The Gemini API is exhibiting non-deterministic behavior for the `gemini-2.5-pro` model. It is producing different outputs for identical requests, even when a fixed `seed` is provided along with a constant `temperature`. This behavior has been reliably rep

This behavior has been reliably reproduced and violates the API’s core contract for deterministic generation, making it unreliable for production use.

Steps to Reproduce:

  1. API Call: Make an API call using the Gemini API (via Google AI Studio paid tier).
  2. Model: gemini-2.5-pro
  3. Generation Config:
    • temperature: 0.1
    • thinking_budget: 256
    • seed: 42
    • response_mime_type: "application/json"
    • response_schema: list[str]
  4. Contents:
    • Prompt: The full prompt text is provided below.
    • Image: The image file is attached as IMG_701015.JPG.
  5. First Execution: Execute the API call. The request successfully returns the expected, accurate JSON output ([]).
  6. Second Execution: Execute the exact same API call again with no changes.

Observed Result:
The second execution produces a different, incorrect JSON output (["11"]).

Expected Result:
The output of the first and second executions must be absolutely identical. The seed parameter must ensure a fully deterministic and repeatable outcome. The correct output for this specific image and prompt is [].

Full Prompt Text:
You are a hyper-precise visual analysis system with a single function: to return a JSON array of motorcycle racing numbers that meet a strict, non-negotiable standard of quality.

To ensure 100% accuracy, you must follow a new, two-stage protocol. This protocol is absolute.

INTERNAL PROTOCOL (DO NOT OUTPUT)


STAGE 1: FORENSIC QUALITY VERDICT (Prerequisite Stage)

This is your first and most important task. For every potential number candidate on a validly oriented motorcycle, you must render a binary verdict.

  1. Isolate the Candidate Area: Look ONLY at the front number plate area.
  2. Ask the Critical Question: “Is there a numerical figure in this area that is perfectly sharp, with clear, unambiguous edges, free of significant motion blur or compression artifacts?”
  3. Render the Verdict: Based on the question above, your internal verdict for the candidate MUST be one of two options:
    • VERDICT: PASS (The number is of forensic quality, 100% readable without guessing).
    • VERDICT: FAIL (The number is blurry, indistinct, artifacted, or in any way ambiguous. Any doubt whatsoever means it is a FAIL).

This stage is absolute. If the verdict for a candidate is FAIL, it is immediately and permanently rejected. You will not proceed to Stage 2 for that candidate.


STAGE 2: DIGIT EXTRACTION (Conditional Stage)

You will only ever perform this stage if a candidate received a VERDICT: PASS in Stage 1.

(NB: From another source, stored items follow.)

//! Read-only [`MessageStore`] over the Messages SQLite database.
//!
//! Only three statements are ever run against `chat.db`: an access check,
//! "latest SMS row", and "SMS rows newer than the watermark".  The database is
//! opened read-only; Messages.app owns it and keeps writing while we poll.

use std::path::Path;

use rusqlite::{params, Connection, OpenFlags, OptionalExtension, Params};
use tracing::debug;

use crate::application::{MessageStore, ScannedRows, StoreError};
use crate::domain::RawRow;

const PROBE_SQL: &str = "SELECT 1 FROM message LIMIT 1";

const LATEST_ROW_SQL: &str = "SELECT guid, attributedBody, date FROM message \
     WHERE service = 'SMS' ORDER BY date DESC LIMIT 1";

const ROWS_AFTER_SQL: &str = "SELECT guid, attributedBody, date FROM message \
     WHERE service = 'SMS' AND date > ?1 ORDER BY date ASC";

/// SQLite-backed message store.
pub struct SqliteStore {
    conn: Connection,
}

impl SqliteStore {
    /// Opens the database at `path` read-only.
    ///
    /// # Errors
    ///
    /// Returns [`StoreError::Open`] if the file does not exist or cannot be
    /// opened.  Callers treat this as fatal at startup.
    pub fn open(path: &Path) -> Result<Self, StoreError> {
        let flags = OpenFlags::SQLITE_OPEN_READ_ONLY | OpenFlags::SQLITE_OPEN_NO_MUTEX;
        let conn = Connection::open_with_flags(path, flags).map_err(|e| StoreError::Open {
            path: path.display().to_string(),
            reason: e.to_string(),
        })?;
        debug!(path = %path.display(), "opened message store");
        Ok(Self { conn })
    }

    /// Wraps an existing connection (used by tests with in-memory databases).
    pub fn from_connection(conn: Connection) -> Self {
        Self { conn }
    }

    fn fetch<P: Params>(&self, sql: &str, params: P) -> Result<ScannedRows, StoreError> {
        let mut stmt = self
            .conn
            .prepare_cached(sql)
            .map_err(|e| StoreError::Query(e.to_string()))?;

        let rows = stmt
            .query_map(params, |row| {
                Ok(RawRow {
                    guid: row.get(0)?,
                    // attributedBody is NULL for some system messages.
                    attributed_body: row.get::<_, Option<Vec<u8>>>(1)?.unwrap_or_default(),
                    timestamp: row.get(2)?,
                })
            })
            .map_err(|e| StoreError::Query(e.to_string()))?
            .map(|result| result.map_err(|e| StoreError::Row(e.to_string())))
            .collect();

        Ok(rows)
    }
}

impl MessageStore for SqliteStore {
    fn check_access(&self) -> Result<(), StoreError> {
        self.conn
            .query_row(PROBE_SQL, [], |_| Ok(()))
            .optional()
            .map(|_| ())
            .map_err(|e| StoreError::Access(e.to_string()))
    }

    fn latest_row(&self) -> Result<ScannedRows, StoreError> {
        self.fetch(LATEST_ROW_SQL, [])
    }

    fn rows_after(&self, watermark: i64) -> Result<ScannedRows, StoreError> {
        self.fetch(ROWS_AFTER_SQL, params![watermark])
    }
}

// ── Tests ─────────────────────────────────────────────────────────────────────
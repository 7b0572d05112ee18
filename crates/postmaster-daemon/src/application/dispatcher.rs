//! Ordered fan-out of detection events to registered listeners.

use std::sync::{Arc, PoisonError, RwLock};

use postmaster_core::DetectionEvent;
use rand::Rng;
use tracing::debug;

use crate::domain::DetectionHandler;

/// Length of codes produced by [`generate_synthetic_code`].
pub const SYNTHETIC_CODE_LEN: usize = 6;

/// A cheaply cloneable, ordered list of [`DetectionHandler`]s.
///
/// The monitor owns one; clones share the same list, so the debug trigger can
/// inject codes while the monitor thread runs.  Listeners are never
/// de-duplicated: registering the same listener twice makes it fire twice.
#[derive(Clone, Default)]
pub struct Dispatcher {
    handlers: Arc<RwLock<Vec<Arc<dyn DetectionHandler>>>>,
}

impl Dispatcher {
    pub fn new() -> Self {
        Self::default()
    }

    /// Appends `handler` to the end of the dispatch order.
    pub fn register<H>(&self, handler: H)
    where
        H: DetectionHandler + 'static,
    {
        self.register_shared(Arc::new(handler));
    }

    /// Appends an already shared handler (e.g. an `Arc<Broadcaster>`).
    pub fn register_shared(&self, handler: Arc<dyn DetectionHandler>) {
        self.handlers
            .write()
            .unwrap_or_else(PoisonError::into_inner)
            .push(handler);
    }

    /// Number of registered handlers.
    pub fn len(&self) -> usize {
        self.handlers
            .read()
            .unwrap_or_else(PoisonError::into_inner)
            .len()
    }

    pub fn is_empty(&self) -> bool {
        self.len() == 0
    }

    /// Invokes every handler with `event`, in registration order.
    ///
    /// The handler list is snapshotted first, so no lock is held while the
    /// handlers run and a handler may itself register new handlers.
    pub fn dispatch(&self, event: &DetectionEvent) {
        let snapshot: Vec<Arc<dyn DetectionHandler>> = self
            .handlers
            .read()
            .unwrap_or_else(PoisonError::into_inner)
            .clone();

        debug!(handlers = snapshot.len(), source = ?event.source, "dispatching detection");
        for handler in snapshot {
            handler.on_detection(event);
        }
    }

    /// Dispatches a caller-supplied code, bypassing store, decoder and extractor.
    pub fn inject_synthetic(&self, code: impl Into<String>) {
        self.dispatch(&DetectionEvent::synthetic(code));
    }
}

/// Generates a random numeric code of [`SYNTHETIC_CODE_LEN`] digits.
pub fn generate_synthetic_code() -> String {
    let mut rng = rand::thread_rng();
    (0..SYNTHETIC_CODE_LEN)
        .map(|_| char::from(b'0' + rng.gen_range(0..10u8)))
        .collect()
}

// ── Tests ─────────────────────────────────────────────────────────────────────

  1. Extract Digits: For the candidate that passed, identify and record the digits.
  2. Final Check: Ensure the extracted digits are consistent with the high-quality image that was approved.

FINAL OUTPUT REQUIREMENT

Your entire output must be a single, valid JSON array of strings. It will contain ONLY the numbers from candidates that received a VERDICT: PASS in Stage 1 and were successfully extracted in Stage 2. If no candidates pass Stage 1, return an empty array []. Do not include any explanatory text, markdown, or any characters outside of the final JSON object.

Hello,

The configuration settings you mentioned may not be sufficient to guarantee completely deterministic output from the model. This is because the model might have other internal state mechanisms that are not fully controlled by the exposed parameters.

However, you can make certain modifications to the configuration to significantly increase the likelihood of receiving consistent responses:

seed = 42 # Use a constant seed for reproducibility.
temperature = 0 # A zero temperature minimizes randomness, making it more consistent.
top_k = 1 # Forces the model to only consider the single most probable token.
top_p = 0 # Complements the above settings to narrow the token selection.

Depending on your specific use case and requirements, you can also experiment with additional parameters like max_output_tokens, stop_sequences, frequency_penalty, and presence_penalty to further improve the model’s consistency.